Print each entry below precisely as shown.
● ● ● ● ● ● ●
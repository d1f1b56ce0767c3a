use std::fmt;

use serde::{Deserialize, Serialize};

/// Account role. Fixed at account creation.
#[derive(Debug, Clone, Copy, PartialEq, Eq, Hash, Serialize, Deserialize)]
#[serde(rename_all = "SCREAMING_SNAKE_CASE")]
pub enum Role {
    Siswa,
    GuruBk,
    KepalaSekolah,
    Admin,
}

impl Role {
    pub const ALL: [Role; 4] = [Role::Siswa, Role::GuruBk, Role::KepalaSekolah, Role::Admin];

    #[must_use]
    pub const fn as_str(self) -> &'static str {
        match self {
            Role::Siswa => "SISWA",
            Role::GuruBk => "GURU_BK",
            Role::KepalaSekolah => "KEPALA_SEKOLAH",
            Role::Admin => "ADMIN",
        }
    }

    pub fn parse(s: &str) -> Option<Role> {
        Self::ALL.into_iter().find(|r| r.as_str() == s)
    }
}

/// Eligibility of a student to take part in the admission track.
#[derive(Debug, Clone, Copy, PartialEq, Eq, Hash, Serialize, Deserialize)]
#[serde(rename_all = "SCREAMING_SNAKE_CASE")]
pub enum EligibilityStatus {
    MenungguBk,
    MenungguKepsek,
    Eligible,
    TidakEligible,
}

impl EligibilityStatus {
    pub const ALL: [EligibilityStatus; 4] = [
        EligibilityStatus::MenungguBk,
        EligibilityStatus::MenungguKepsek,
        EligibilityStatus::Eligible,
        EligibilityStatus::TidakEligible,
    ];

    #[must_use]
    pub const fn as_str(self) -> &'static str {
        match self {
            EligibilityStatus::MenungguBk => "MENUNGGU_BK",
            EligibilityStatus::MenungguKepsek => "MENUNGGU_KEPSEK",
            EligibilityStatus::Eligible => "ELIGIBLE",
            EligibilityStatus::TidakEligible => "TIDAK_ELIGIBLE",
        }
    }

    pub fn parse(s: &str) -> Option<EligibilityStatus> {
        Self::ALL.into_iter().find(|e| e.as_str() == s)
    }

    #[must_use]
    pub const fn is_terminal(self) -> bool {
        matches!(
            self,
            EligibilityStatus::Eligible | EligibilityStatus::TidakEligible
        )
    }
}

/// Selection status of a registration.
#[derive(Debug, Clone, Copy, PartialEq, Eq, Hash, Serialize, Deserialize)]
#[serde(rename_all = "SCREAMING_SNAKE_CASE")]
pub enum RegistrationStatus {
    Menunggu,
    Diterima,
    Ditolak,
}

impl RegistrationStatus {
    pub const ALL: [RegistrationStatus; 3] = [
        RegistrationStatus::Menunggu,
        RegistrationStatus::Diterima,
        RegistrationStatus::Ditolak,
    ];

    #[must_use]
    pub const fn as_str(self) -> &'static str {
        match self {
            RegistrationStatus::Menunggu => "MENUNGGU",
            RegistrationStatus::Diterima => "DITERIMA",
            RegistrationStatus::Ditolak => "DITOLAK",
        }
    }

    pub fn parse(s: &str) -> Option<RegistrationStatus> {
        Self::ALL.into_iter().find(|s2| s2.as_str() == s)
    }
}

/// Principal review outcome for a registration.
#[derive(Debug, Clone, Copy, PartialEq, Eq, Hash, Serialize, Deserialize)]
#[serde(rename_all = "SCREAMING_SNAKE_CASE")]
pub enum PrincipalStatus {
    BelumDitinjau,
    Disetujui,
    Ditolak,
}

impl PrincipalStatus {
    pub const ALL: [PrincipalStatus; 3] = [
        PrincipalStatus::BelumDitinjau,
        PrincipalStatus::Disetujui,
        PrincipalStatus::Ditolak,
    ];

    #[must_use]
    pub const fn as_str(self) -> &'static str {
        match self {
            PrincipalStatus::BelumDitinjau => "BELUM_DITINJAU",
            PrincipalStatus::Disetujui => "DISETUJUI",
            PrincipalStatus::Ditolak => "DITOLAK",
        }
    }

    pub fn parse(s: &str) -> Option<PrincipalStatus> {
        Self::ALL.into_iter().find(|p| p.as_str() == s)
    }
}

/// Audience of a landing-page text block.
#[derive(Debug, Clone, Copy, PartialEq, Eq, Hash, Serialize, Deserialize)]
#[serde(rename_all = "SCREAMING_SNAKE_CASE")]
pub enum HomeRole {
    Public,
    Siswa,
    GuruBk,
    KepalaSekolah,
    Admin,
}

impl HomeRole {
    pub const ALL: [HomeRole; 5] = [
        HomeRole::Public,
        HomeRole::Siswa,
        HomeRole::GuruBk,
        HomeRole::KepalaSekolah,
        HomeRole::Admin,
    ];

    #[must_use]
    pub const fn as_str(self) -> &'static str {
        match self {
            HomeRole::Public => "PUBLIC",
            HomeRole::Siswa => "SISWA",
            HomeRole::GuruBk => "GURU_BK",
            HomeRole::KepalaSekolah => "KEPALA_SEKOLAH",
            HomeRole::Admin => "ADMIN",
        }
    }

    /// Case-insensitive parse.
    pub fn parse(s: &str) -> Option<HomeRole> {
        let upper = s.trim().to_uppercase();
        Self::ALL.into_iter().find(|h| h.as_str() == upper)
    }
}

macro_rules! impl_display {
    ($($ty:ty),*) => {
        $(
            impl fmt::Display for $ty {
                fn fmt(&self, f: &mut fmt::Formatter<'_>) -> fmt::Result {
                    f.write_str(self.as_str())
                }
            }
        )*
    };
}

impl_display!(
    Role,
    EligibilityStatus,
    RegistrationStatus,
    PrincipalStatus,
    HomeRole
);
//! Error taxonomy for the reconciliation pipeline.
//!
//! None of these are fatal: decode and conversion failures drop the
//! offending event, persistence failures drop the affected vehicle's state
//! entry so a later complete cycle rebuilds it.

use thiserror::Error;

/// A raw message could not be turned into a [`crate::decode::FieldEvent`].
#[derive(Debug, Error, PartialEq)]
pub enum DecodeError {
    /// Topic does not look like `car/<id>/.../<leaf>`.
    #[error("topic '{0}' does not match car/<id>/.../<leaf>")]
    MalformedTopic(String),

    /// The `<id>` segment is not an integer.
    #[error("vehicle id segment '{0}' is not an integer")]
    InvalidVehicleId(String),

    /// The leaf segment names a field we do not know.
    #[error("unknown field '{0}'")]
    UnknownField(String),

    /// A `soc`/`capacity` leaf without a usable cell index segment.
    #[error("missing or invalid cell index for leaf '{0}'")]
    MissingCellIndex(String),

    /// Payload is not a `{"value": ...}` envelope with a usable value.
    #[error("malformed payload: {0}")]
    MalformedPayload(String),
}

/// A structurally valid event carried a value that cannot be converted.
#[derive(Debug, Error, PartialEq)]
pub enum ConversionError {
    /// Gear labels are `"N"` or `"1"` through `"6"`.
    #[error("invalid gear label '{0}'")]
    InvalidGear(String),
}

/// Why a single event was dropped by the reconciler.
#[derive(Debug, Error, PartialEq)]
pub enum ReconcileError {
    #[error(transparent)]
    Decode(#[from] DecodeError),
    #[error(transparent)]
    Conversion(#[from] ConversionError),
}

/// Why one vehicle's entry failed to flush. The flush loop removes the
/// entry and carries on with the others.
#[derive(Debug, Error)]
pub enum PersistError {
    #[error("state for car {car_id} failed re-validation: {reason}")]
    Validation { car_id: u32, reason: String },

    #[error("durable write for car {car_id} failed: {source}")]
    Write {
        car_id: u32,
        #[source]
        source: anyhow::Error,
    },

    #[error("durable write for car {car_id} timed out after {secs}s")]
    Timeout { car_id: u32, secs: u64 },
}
● ● ● ● ● ● ●
## SOLUTION TO THIS PROBLEM
repository d1f1b56ce0767c3a
use std::fmt;

use serde::{Deserialize, Serialize};

/// Account role. Fixed at account creation.
#[derive(Debug, Clone, Copy, PartialEq, Eq, Hash, Serialize, Deserialize)]
#[serde(rename_all = "SCREAMING_SNAKE_CASE")]
pub enum Role {
    Siswa,
    GuruBk,
    KepalaSekolah,
    Admin,
}

impl Role {
    pub const ALL: [Role; 4] = [Role::Siswa, Role::GuruBk, Role::KepalaSekolah, Role::Admin];

    #[must_use]
    pub const fn as_str(self) -> &'static str {
        match self {
            Role::Siswa => "SISWA",
            Role::GuruBk => "GURU_BK",
            Role::KepalaSekolah => "KEPALA_SEKOLAH",
            Role::Admin => "ADMIN",
        }
    }

    pub fn parse(s: &str) -> Option<Role> {
        Self::ALL.into_iter().find(|r| r.as_str() == s)
    }
}

/// Eligibility of a student to take part in the admission track.
#[derive(Debug, Clone, Copy, PartialEq, Eq, Hash, Serialize, Deserialize)]
#[serde(rename_all = "SCREAMING_SNAKE_CASE")]
pub enum EligibilityStatus {
    MenungguBk,
    MenungguKepsek,
    Eligible,
    TidakEligible,
}

impl EligibilityStatus {
    pub const ALL: [EligibilityStatus; 4] = [
        EligibilityStatus::MenungguBk,
        EligibilityStatus::MenungguKepsek,
        EligibilityStatus::Eligible,
        EligibilityStatus::TidakEligible,
    ];

    #[must_use]
    pub const fn as_str(self) -> &'static str {
        match self {
            EligibilityStatus::MenungguBk => "MENUNGGU_BK",
            EligibilityStatus::MenungguKepsek => "MENUNGGU_KEPSEK",
            EligibilityStatus::Eligible => "ELIGIBLE",
            EligibilityStatus::TidakEligible => "TIDAK_ELIGIBLE",
        }
    }

    pub fn parse(s: &str) -> Option<EligibilityStatus> {
        Self::ALL.into_iter().find(|e| e.as_str() == s)
    }

    #[must_use]
    pub const fn is_terminal(self) -> bool {
        matches!(
            self,
            EligibilityStatus::Eligible | EligibilityStatus::TidakEligible
        )
    }
}

/// Selection status of a registration.
#[derive(Debug, Clone, Copy, PartialEq, Eq, Hash, Serialize, Deserialize)]
#[serde(rename_all = "SCREAMING_SNAKE_CASE")]
pub enum RegistrationStatus {
    Menunggu,
    Diterima,
    Ditolak,
}

impl RegistrationStatus {
    pub const ALL: [RegistrationStatus; 3] = [
        RegistrationStatus::Menunggu,
        RegistrationStatus::Diterima,
        RegistrationStatus::Ditolak,
    ];

    #[must_use]
    pub const fn as_str(self) -> &'static str {
        match self {
            RegistrationStatus::Menunggu => "MENUNGGU",
            RegistrationStatus::Diterima => "DITERIMA",
            RegistrationStatus::Ditolak => "DITOLAK",
        }
    }

    pub fn parse(s: &str) -> Option<RegistrationStatus> {
        Self::ALL.into_iter().find(|s2| s2.as_str() == s)
    }
}

/// Principal review outcome for a registration.
#[derive(Debug, Clone, Copy, PartialEq, Eq, Hash, Serialize, Deserialize)]
#[serde(rename_all = "SCREAMING_SNAKE_CASE")]
pub enum PrincipalStatus {
    BelumDitinjau,
    Disetujui,
    Ditolak,
}

impl PrincipalStatus {
    pub const ALL: [PrincipalStatus; 3] = [
        PrincipalStatus::BelumDitinjau,
        PrincipalStatus::Disetujui,
        PrincipalStatus::Ditolak,
    ];

    #[must_use]
    pub const fn as_str(self) -> &'static str {
        match self {
            PrincipalStatus::BelumDitinjau => "BELUM_DITINJAU",
            PrincipalStatus::Disetujui => "DISETUJUI",
            PrincipalStatus::Ditolak => "DITOLAK",
        }
    }

    pub fn parse(s: &str) -> Option<PrincipalStatus> {
        Self::ALL.into_iter().find(|p| p.as_str() == s)
    }
}

/// Audience of a landing-page text block.
#[derive(Debug, Clone, Copy, PartialEq, Eq, Hash, Serialize, Deserialize)]
#[serde(rename_all = "SCREAMING_SNAKE_CASE")]
pub enum HomeRole {
    Public,
    Siswa,
    GuruBk,
    KepalaSekolah,
    Admin,
}

impl HomeRole {
    pub const ALL: [HomeRole; 5] = [
        HomeRole::Public,
        HomeRole::Siswa,
        HomeRole::GuruBk,
        HomeRole::KepalaSekolah,
        HomeRole::Admin,
    ];

    #[must_use]
    pub const fn as_str(self) -> &'static str {
        match self {
            HomeRole::Public => "PUBLIC",
            HomeRole::Siswa => "SISWA",
            HomeRole::GuruBk => "GURU_BK",
            HomeRole::KepalaSekolah => "KEPALA_SEKOLAH",
            HomeRole::Admin => "ADMIN",
        }
    }

    /// Case-insensitive parse.
    pub fn parse(s: &str) -> Option<HomeRole> {
        let upper = s.trim().to_uppercase();
        Self::ALL.into_iter().find(|h| h.as_str() == upper)
    }
}

macro_rules! impl_display {
    ($($ty:ty),*) => {
        $(
            impl fmt::Display for $ty {
                fn fmt(&self, f: &mut fmt::Formatter<'_>) -> fmt::Result {
                    f.write_str(self.as_str())
                }
            }
        )*
    };
}

impl_display!(
    Role,
    EligibilityStatus,
    RegistrationStatus,
    PrincipalStatus,
    HomeRole
);
//! Error taxonomy for the reconciliation pipeline.
//!
//! None of these are fatal: decode and conversion failures drop the
//! offending event, persistence failures drop the affected vehicle's state
//! entry so a later complete cycle rebuilds it.

use thiserror::Error;

/// A raw message could not be turned into a [`crate::decode::FieldEvent`].
#[derive(Debug, Error, PartialEq)]
pub enum DecodeError {
    /// Topic does not look like `car/<id>/.../<leaf>`.
    #[error("topic '{0}' does not match car/<id>/.../<leaf>")]
    MalformedTopic(String),

    /// The `<id>` segment is not an integer.
    #[error("vehicle id segment '{0}' is not an integer")]
    InvalidVehicleId(String),

    /// The leaf segment names a field we do not know.
    #[error("unknown field '{0}'")]
    UnknownField(String),

    /// A `soc`/`capacity` leaf without a usable cell index segment.
    #[error("missing or invalid cell index for leaf '{0}'")]
    MissingCellIndex(String),

    /// Payload is not a `{"value": ...}` envelope with a usable value.
    #[error("malformed payload: {0}")]
    MalformedPayload(String),
}

/// A structurally valid event carried a value that cannot be converted.
#[derive(Debug, Error, PartialEq)]
pub enum ConversionError {
    /// Gear labels are `"N"` or `"1"` through `"6"`.
    #[error("invalid gear label '{0}'")]
    InvalidGear(String),
}

/// Why a single event was dropped by the reconciler.
#[derive(Debug, Error, PartialEq)]
pub enum ReconcileError {
    #[error(transparent)]
    Decode(#[from] DecodeError),
    #[error(transparent)]
    Conversion(#[from] ConversionError),
}

/// Why one vehicle's entry failed to flush. The flush loop removes the
/// entry and carries on with the others.
#[derive(Debug, Error)]
pub enum PersistError {
    #[error("state for car {car_id} failed re-validation: {reason}")]
    Validation { car_id: u32, reason: String },

    #[error("durable write for car {car_id} failed: {source}")]
    Write {
        car_id: u32,
        #[source]
        source: anyhow::Error,
    },

    #[error("durable write for car {car_id} timed out after {secs}s")]
    Timeout { car_id: u32, secs: u64 },
}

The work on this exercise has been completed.